The task => Please return each record exactly, leaving nothing out.

Dataset entries =>
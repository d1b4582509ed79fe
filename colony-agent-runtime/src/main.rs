//! Agent runtime service.
//!
//! # Environment Variables
//!
//! - `NATS_URL`: broker address (required)
//! - `REDIS_URL`: key-value store address (required)

use colony_agent_runtime::AgentRuntime;
use colony_bus::{EventBus, NatsBus};
use colony_store::{AgentStore, RedisKv};
use std::sync::Arc;
use tracing_subscriber::{layer::SubscriberExt, util::SubscriberInitExt};

#[tokio::main]
async fn main() {
    tracing_subscriber::registry()
        .with(
            tracing_subscriber::EnvFilter::try_from_default_env()
                .unwrap_or_else(|_| "colony_agent_runtime=info,colony_bus=info".into()),
        )
        .with(tracing_subscriber::fmt::layer())
        .init();

    let nats_url = require_env("NATS_URL");
    let redis_url = require_env("REDIS_URL");

    let bus: Arc<dyn EventBus> = Arc::new(
        NatsBus::connect(&nats_url)
            .await
            .unwrap_or_else(|err| fatal("event bus", err)),
    );
    let kv = RedisKv::connect(&redis_url)
        .await
        .unwrap_or_else(|err| fatal("key-value store", err));

    let runtime = Arc::new(AgentRuntime::new(bus.clone(), AgentStore::new(Arc::new(kv))));
    runtime
        .subscribe()
        .await
        .unwrap_or_else(|err| fatal("subscriptions", err));

    tracing::info!("agent runtime started");

    shutdown_signal().await;
    tracing::info!("shutting down agent runtime");
    if let Err(err) = bus.close().await {
        tracing::warn!(%err, "bus close failed");
    }
}

fn require_env(name: &str) -> String {
    match std::env::var(name) {
        Ok(value) if !value.is_empty() => value,
        _ => {
            eprintln!("{name} environment variable is required");
            std::process::exit(1);
        }
    }
}

fn fatal(what: &str, err: impl std::fmt::Display) -> ! {
    eprintln!("failed to initialize {what}: {err}");
    std::process::exit(1);
}

async fn shutdown_signal() {
    let ctrl_c = async {
        tokio::signal::ctrl_c()
            .await
            .expect("failed to install ctrl-c handler");
    };

    #[cfg(unix)]
    let terminate = async {
        tokio::signal::unix::signal(tokio::signal::unix::SignalKind::terminate())
            .expect("failed to install signal handler")
            .recv()
            .await;
    };

    #[cfg(not(unix))]
    let terminate = std::future::pending::<()>();

    tokio::select! {
        _ = ctrl_c => {},
        _ = terminate => {},
    }
}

Response to the task =>
repository d1b4582509ed79fe
filename colony-agent-runtime/src/main.rs
//! Agent runtime service.
//!
//! # Environment Variables
//!
//! - `NATS_URL`: broker address (required)
//! - `REDIS_URL`: key-value store address (required)

use colony_agent_runtime::AgentRuntime;
use colony_bus::{EventBus, NatsBus};
use colony_store::{AgentStore, RedisKv};
use std::sync::Arc;
use tracing_subscriber::{layer::SubscriberExt, util::SubscriberInitExt};

#[tokio::main]
async fn main() {
    tracing_subscriber::registry()
        .with(
            tracing_subscriber::EnvFilter::try_from_default_env()
                .unwrap_or_else(|_| "colony_agent_runtime=info,colony_bus=info".into()),
        )
        .with(tracing_subscriber::fmt::layer())
        .init();

    let nats_url = require_env("NATS_URL");
    let redis_url = require_env("REDIS_URL");

    let bus: Arc<dyn EventBus> = Arc::new(
        NatsBus::connect(&nats_url)
            .await
            .unwrap_or_else(|err| fatal("event bus", err)),
    );
    let kv = RedisKv::connect(&redis_url)
        .await
        .unwrap_or_else(|err| fatal("key-value store", err));

    let runtime = Arc::new(AgentRuntime::new(bus.clone(), AgentStore::new(Arc::new(kv))));
    runtime
        .subscribe()
        .await
        .unwrap_or_else(|err| fatal("subscriptions", err));

    tracing::info!("agent runtime started");

    shutdown_signal().await;
    tracing::info!("shutting down agent runtime");
    if let Err(err) = bus.close().await {
        tracing::warn!(%err, "bus close failed");
    }
}

fn require_env(name: &str) -> String {
    match std::env::var(name) {
        Ok(value) if !value.is_empty() => value,
        _ => {
            eprintln!("{name} environment variable is required");
            std::process::exit(1);
        }
    }
}

fn fatal(what: &str, err: impl std::fmt::Display) -> ! {
    eprintln!("failed to initialize {what}: {err}");
    std::process::exit(1);
}

async fn shutdown_signal() {
    let ctrl_c = async {
        tokio::signal::ctrl_c()
            .await
            .expect("failed to install ctrl-c handler");
    };

    #[cfg(unix)]
    let terminate = async {
        tokio::signal::unix::signal(tokio::signal::unix::SignalKind::terminate())
            .expect("failed to install signal handler")
            .recv()
            .await;
    };

    #[cfg(not(unix))]
    let terminate = std::future::pending::<()>();

    tokio::select! {
        _ = ctrl_c => {},
        _ = terminate => {},
    }
}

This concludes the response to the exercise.